### How to complete this task:
Pull every line holding the word "ManagerIdentity" out of the data and copy it.

### Data shown:
....................

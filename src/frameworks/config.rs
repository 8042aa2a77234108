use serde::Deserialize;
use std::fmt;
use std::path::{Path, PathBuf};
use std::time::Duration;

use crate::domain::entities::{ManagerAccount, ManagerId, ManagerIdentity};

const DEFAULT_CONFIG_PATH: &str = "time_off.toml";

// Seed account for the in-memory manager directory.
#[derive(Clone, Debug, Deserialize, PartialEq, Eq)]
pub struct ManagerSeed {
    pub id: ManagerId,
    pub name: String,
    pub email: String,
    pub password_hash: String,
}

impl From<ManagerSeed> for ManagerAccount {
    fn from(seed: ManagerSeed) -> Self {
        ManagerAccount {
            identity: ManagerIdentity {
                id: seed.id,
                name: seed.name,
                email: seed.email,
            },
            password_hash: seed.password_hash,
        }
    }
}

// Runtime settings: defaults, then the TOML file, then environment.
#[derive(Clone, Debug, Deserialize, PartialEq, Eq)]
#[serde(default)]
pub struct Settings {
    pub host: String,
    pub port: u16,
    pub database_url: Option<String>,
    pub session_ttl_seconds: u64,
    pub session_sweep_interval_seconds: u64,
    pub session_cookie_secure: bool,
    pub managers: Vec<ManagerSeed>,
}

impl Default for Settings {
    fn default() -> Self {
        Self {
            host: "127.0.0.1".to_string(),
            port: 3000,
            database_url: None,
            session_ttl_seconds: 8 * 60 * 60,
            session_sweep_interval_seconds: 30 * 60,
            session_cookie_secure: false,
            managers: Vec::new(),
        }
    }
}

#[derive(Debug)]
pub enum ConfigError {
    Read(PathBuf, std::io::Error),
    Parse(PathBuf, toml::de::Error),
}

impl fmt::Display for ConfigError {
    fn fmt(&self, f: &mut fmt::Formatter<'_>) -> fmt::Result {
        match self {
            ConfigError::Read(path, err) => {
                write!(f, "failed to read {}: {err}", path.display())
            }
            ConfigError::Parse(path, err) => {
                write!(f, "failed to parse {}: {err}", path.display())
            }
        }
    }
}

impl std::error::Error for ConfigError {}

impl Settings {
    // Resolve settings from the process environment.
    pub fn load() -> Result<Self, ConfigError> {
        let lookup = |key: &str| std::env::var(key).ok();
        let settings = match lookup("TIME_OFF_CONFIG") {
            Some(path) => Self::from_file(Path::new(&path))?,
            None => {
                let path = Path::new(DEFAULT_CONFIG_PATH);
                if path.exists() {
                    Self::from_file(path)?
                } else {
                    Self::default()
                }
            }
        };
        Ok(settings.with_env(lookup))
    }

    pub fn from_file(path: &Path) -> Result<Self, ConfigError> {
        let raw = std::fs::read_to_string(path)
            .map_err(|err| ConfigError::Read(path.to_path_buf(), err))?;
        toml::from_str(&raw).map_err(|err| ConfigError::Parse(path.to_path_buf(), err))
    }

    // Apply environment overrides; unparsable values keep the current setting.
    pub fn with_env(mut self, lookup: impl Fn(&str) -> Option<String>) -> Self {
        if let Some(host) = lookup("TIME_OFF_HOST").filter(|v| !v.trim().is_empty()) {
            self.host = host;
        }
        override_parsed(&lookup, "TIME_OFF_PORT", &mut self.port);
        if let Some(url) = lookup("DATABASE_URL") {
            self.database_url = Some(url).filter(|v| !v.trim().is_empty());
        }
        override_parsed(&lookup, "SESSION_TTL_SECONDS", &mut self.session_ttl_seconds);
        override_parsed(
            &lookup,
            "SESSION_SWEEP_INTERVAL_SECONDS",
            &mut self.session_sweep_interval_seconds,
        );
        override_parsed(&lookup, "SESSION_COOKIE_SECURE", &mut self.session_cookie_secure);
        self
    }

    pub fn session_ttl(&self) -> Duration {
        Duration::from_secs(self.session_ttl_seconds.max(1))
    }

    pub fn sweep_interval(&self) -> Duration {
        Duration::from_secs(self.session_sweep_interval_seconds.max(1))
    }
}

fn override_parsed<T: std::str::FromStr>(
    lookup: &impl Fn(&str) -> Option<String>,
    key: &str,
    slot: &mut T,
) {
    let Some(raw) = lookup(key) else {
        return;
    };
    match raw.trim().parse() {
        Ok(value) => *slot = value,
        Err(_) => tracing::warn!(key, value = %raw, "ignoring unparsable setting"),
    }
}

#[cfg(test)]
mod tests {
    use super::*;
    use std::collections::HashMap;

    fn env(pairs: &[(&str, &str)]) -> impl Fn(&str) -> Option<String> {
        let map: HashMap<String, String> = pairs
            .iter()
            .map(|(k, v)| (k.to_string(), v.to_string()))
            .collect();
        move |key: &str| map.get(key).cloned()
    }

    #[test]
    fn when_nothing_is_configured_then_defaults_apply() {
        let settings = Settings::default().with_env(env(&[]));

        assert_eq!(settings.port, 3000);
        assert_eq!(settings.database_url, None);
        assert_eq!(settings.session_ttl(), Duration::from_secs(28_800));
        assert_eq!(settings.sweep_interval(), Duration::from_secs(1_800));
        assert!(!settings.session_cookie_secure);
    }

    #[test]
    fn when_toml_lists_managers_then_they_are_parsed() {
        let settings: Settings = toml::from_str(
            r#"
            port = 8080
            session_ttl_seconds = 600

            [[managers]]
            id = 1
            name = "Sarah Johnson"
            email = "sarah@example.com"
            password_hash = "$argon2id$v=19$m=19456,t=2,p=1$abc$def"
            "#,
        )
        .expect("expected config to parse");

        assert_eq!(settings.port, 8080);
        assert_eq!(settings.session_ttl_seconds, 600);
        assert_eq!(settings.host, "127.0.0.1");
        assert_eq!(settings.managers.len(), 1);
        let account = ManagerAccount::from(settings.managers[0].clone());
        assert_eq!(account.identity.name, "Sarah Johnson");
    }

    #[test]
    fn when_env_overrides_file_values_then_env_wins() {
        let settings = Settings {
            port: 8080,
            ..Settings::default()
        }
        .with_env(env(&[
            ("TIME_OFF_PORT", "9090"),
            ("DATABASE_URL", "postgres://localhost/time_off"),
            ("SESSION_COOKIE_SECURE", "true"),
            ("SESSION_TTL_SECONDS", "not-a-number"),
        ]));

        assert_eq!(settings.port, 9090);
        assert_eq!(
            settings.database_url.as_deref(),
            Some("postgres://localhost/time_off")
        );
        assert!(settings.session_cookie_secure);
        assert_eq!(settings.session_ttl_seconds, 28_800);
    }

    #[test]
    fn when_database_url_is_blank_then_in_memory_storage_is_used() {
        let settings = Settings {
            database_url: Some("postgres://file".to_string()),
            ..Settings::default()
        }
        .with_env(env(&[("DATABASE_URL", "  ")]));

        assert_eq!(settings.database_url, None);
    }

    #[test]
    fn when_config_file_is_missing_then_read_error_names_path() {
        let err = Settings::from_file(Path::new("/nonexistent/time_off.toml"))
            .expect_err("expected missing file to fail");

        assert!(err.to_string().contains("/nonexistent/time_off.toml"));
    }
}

....................

### Exercise answer:
use crate::domain::entities::{ManagerAccount, ManagerId, ManagerIdentity};
            identity: ManagerIdentity {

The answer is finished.